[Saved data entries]
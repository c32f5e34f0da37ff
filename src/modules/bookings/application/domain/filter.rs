use chrono::NaiveDate;
use serde::Deserialize;
use utoipa::{IntoParams, ToSchema};

use super::entities::{BookingStatus, PaymentStatus};
use crate::shared::pagination::SortOrder;

#[derive(Debug, Clone, Default, PartialEq)]
pub struct BookingFilter {
    pub search: Option<String>,
    pub status: Option<BookingStatus>,
    pub payment_status: Option<PaymentStatus>,
    pub service_category: Option<String>,
    pub start_date: Option<NaiveDate>,
    pub end_date: Option<NaiveDate>,
}

#[derive(Debug, Clone, Copy, Default, PartialEq, Eq, Deserialize, ToSchema)]
#[serde(rename_all = "snake_case")]
pub enum BookingSortField {
    #[default]
    BookingDate,
    CreatedAt,
    TotalAmount,
}

#[derive(Debug, Clone, Copy, Default, PartialEq, Eq)]
pub struct BookingSort {
    pub field: BookingSortField,
    pub order: SortOrder,
}

/// Query string of `GET /bookings`.
#[derive(Debug, Clone, Default, Deserialize, IntoParams)]
#[into_params(parameter_in = Query)]
pub struct BookingListQuery {
    /// Matches service name, venue, notes and special requirements.
    pub search: Option<String>,
    #[param(value_type = Option<String>)]
    pub status: Option<BookingStatus>,
    #[param(value_type = Option<String>)]
    pub payment_status: Option<PaymentStatus>,
    pub service_category: Option<String>,
    /// Earliest booking date, inclusive.
    pub start_date: Option<NaiveDate>,
    /// Latest booking date, inclusive.
    pub end_date: Option<NaiveDate>,
    #[param(value_type = Option<String>)]
    pub sort_by: Option<BookingSortField>,
    #[param(value_type = Option<String>)]
    pub sort_order: Option<SortOrder>,
    pub page: Option<u64>,
    pub limit: Option<u64>,
}

impl BookingListQuery {
    pub fn filter(&self) -> BookingFilter {
        BookingFilter {
            search: self
                .search
                .as_deref()
                .map(str::trim)
                .filter(|s| !s.is_empty())
                .map(str::to_string),
            status: self.status,
            payment_status: self.payment_status,
            service_category: self.service_category.clone(),
            start_date: self.start_date,
            end_date: self.end_date,
        }
    }

    pub fn sort(&self) -> BookingSort {
        BookingSort {
            field: self.sort_by.unwrap_or_default(),
            order: self.sort_order.unwrap_or_default(),
        }
    }
}
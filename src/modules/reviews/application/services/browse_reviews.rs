use async_trait::async_trait;
use uuid::Uuid;

use super::query_error;
use crate::modules::reviews::application::domain::{
    Review, ReviewFilter, ReviewSort, VendorReviewStats,
};
use crate::modules::reviews::application::ports::incoming::use_cases::{
    GetReviewUseCase, ListReviewsUseCase, ReviewError, VendorReviewStatsUseCase,
};
use crate::modules::reviews::application::ports::outgoing::ReviewQuery;
use crate::modules::vendors::application::ports::outgoing::VendorLookup;
use crate::shared::pagination::{PageRequest, PageResult};

pub struct ListReviewsService<Q>
where
    Q: ReviewQuery,
{
    query: Q,
}

impl<Q> ListReviewsService<Q>
where
    Q: ReviewQuery,
{
    pub fn new(query: Q) -> Self {
        Self { query }
    }
}

#[async_trait]
impl<Q> ListReviewsUseCase for ListReviewsService<Q>
where
    Q: ReviewQuery + Send + Sync,
{
    async fn execute(
        &self,
        filter: ReviewFilter,
        sort: ReviewSort,
        page: PageRequest,
    ) -> Result<PageResult<Review>, ReviewError> {
        if let (Some(min), Some(max)) = (filter.min_rating, filter.max_rating) {
            if min > max {
                return Err(ReviewError::Validation(
                    "min_rating cannot be greater than max_rating".into(),
                ));
            }
        }

        self.query
            .list(filter, sort, page)
            .await
            .map_err(query_error)
    }
}

/// Public read: unpublished reviews are reported as missing.
pub struct GetReviewService<Q>
where
    Q: ReviewQuery,
{
    query: Q,
}

impl<Q> GetReviewService<Q>
where
    Q: ReviewQuery,
{
    pub fn new(query: Q) -> Self {
        Self { query }
    }
}

#[async_trait]
impl<Q> GetReviewUseCase for GetReviewService<Q>
where
    Q: ReviewQuery + Send + Sync,
{
    async fn execute(&self, review_id: Uuid) -> Result<Review, ReviewError> {
        self.query
            .find_by_id(review_id)
            .await
            .map_err(query_error)?
            .filter(|r| r.is_published)
            .ok_or(ReviewError::NotFound)
    }
}

pub struct VendorReviewStatsService<Q, V>
where
    Q: ReviewQuery,
    V: VendorLookup,
{
    query: Q,
    vendors: V,
}

impl<Q, V> VendorReviewStatsService<Q, V>
where
    Q: ReviewQuery,
    V: VendorLookup,
{
    pub fn new(query: Q, vendors: V) -> Self {
        Self { query, vendors }
    }
}

#[async_trait]
impl<Q, V> VendorReviewStatsUseCase for VendorReviewStatsService<Q, V>
where
    Q: ReviewQuery + Send + Sync,
    V: VendorLookup + Send + Sync,
{
    async fn execute(&self, vendor_id: Uuid) -> Result<VendorReviewStats, ReviewError> {
        self.vendors
            .find_active(vendor_id)
            .await
            .map_err(query_error)?
            .ok_or(ReviewError::VendorNotFound)?;

        let reviews = self
            .query
            .published_for_vendor(vendor_id)
            .await
            .map_err(query_error)?;

        Ok(VendorReviewStats::from_reviews(&reviews))
    }
}
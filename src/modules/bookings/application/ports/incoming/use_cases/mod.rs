pub mod browse_bookings;
pub mod create_booking;
pub mod manage_booking;

pub use browse_bookings::{
    BookingStatsUseCase, GetBookingUseCase, ListBookingsUseCase, UpcomingBookingsUseCase,
};
pub use create_booking::CreateBookingUseCase;
pub use manage_booking::{DeleteBookingUseCase, UpdateBookingUseCase};

#[derive(Debug, Clone, PartialEq, thiserror::Error)]
pub enum BookingError {
    #[error("Booking not found")]
    NotFound,

    #[error("Vendor not found")]
    VendorNotFound,

    #[error("{0}")]
    Forbidden(String),

    #[error("{0}")]
    InvalidTransition(String),

    #[error("{0}")]
    Validation(String),

    #[error("Repository error: {0}")]
    Repository(String),
}
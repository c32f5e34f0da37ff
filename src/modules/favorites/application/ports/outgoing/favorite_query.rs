use async_trait::async_trait;
use uuid::Uuid;

use crate::modules::favorites::application::domain::Favorite;

#[derive(Debug, Clone, PartialEq, thiserror::Error)]
pub enum FavoriteQueryError {
    #[error("Database error: {0}")]
    DatabaseError(String),
}

#[async_trait]
pub trait FavoriteQuery: Send + Sync {
    /// Newest first, each with its vendor summary.
    async fn list_for_user(
        &self,
        user_id: Uuid,
        category: Option<&str>,
    ) -> Result<Vec<Favorite>, FavoriteQueryError>;

    async fn find_for_user(
        &self,
        user_id: Uuid,
        favorite_id: Uuid,
    ) -> Result<Option<Favorite>, FavoriteQueryError>;

    async fn is_favorited(&self, user_id: Uuid, vendor_id: Uuid)
        -> Result<bool, FavoriteQueryError>;
}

Task prompt: Determine how many lines of the data above contain the string "ReviewError", and answer with the number only.

Output: 7